Passing now through the doorway of the second propylon, we find ourselves facing the portico—the famous painted portico of which we had seen so many sketches that we fancied we knew it already. That second-hand knowledge goes for nothing, however, in presence of the reality; and we are as much taken by surprise as if we were the first travelers to set foot within these enchanted precincts.

For here is a place in which time seems to have stood as still as in that immortal palace where everything went to sleep for a hundred years. The bas-reliefs on the walls, the intricate paintings on the ceilings, the colors upon the capitals, are incredibly fresh and perfect. These exquisite capitals have long been the wonder and delight of travelers in Egypt. They are all studied from natural forms—from the lotus in bud and blossom, the papyrus, and the palm. Conventionalized with consummate skill, they are at the same time so justly proportioned to the height and girth of the columns as to give an air of wonderful lightness to the whole structure. But above all, it is with the color—color conceived in the tender and pathetic minor of Watteau and Lancret and Greuze—that one is most fascinated. Of those delicate half-tones, the fac-simile in the “Grammar of Ornament” conveys not the remotest idea.
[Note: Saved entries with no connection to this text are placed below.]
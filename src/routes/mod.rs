//! Router assembly: HTTP endpoints, WebSocket upgrade, static files, CORS, and HTTP tracing.

use std::sync::Arc;

use axum::{
    routing::{get, post, put},
    Router,
};
use tower_http::{
    cors::{Any, CorsLayer},
    services::{ServeDir, ServeFile},
    trace::{DefaultMakeSpan, DefaultOnRequest, DefaultOnResponse, TraceLayer},
};
use tracing::Level;

use crate::state::AppState;

pub mod http;
pub mod ws;

/// Build the application router with:
/// - WebSocket at `/ws` (one private session per connection)
/// - REST-ish API under `/api/v1/...` (stateless flows + stored sessions)
/// - Static SPA from `static_dir` with index fallback
/// - CORS (allow any origin/method/headers); tighten for production
/// - HTTP trace layer (per-request spans w/ method, path, status, latency)
pub fn build_router(state: Arc<AppState>, static_dir: &str) -> Router {
    let static_service = ServeDir::new(static_dir)
        .append_index_html_on_directories(true)
        .not_found_service(ServeFile::new(format!("{static_dir}/index.html")));

    Router::new()
        // WebSocket
        .route("/ws", get(ws::ws_upgrade))
        // Meta
        .route("/api/v1/health", get(http::http_health))
        .route("/api/v1/catalog", get(http::http_catalog))
        // Stateless flows
        .route("/api/v1/flows/generate-problem", post(http::http_flow_generate_problem))
        .route("/api/v1/flows/analyze-code", post(http::http_flow_analyze_code))
        .route("/api/v1/flows/chat", post(http::http_flow_chat))
        // Sessions
        .route("/api/v1/sessions", post(http::http_create_session))
        .route(
            "/api/v1/sessions/:id",
            get(http::http_get_session).delete(http::http_delete_session),
        )
        .route("/api/v1/sessions/:id/problem", post(http::http_session_problem))
        .route("/api/v1/sessions/:id/code", put(http::http_session_code))
        .route("/api/v1/sessions/:id/analysis", post(http::http_session_analysis))
        .route("/api/v1/sessions/:id/chat", post(http::http_session_chat))
        // State + CORS + HTTP tracing
        .with_state(state)
        .layer(
            CorsLayer::new()
                .allow_origin(Any)
                .allow_methods(Any)
                .allow_headers(Any),
        )
        .layer(
            TraceLayer::new_for_http()
                .make_span_with(DefaultMakeSpan::new().level(Level::INFO))
                .on_request(DefaultOnRequest::new().level(Level::INFO))
                .on_response(DefaultOnResponse::new().level(Level::INFO)),
        )
        // Frontend fallback
        .fallback_service(static_service)
}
Every tint is softened, intermixed, degraded. The pinks are coralline; the greens are tempered with verditer; the blues are of a greenish turquoise, like the western half of an autumnal evening sky.

Later on, when we returned to Philæ from the second cataract, the writer devoted the best part of three days to making a careful study of a corner of this portico; patiently matching those subtle variations of tint and endeavoring to master the secret of their combination.[57]

Architecturally, this court is unlike any we have yet seen, being quite small, and open to the sky in the center, like the atrium of a Roman house. The light thus admitted glows overhead, lies in a square patch on the ground below, and is reflected upon the pictured recesses of the ceiling. At the upper end, where the pillars stand two deep, there was originally an intercolumnar screen. The rough sides of the columns show where the connecting blocks have been torn away. The pavement, too, has been pulled up by treasure-seekers, and the ground is strewn with broken slabs and fragments of shattered cornice.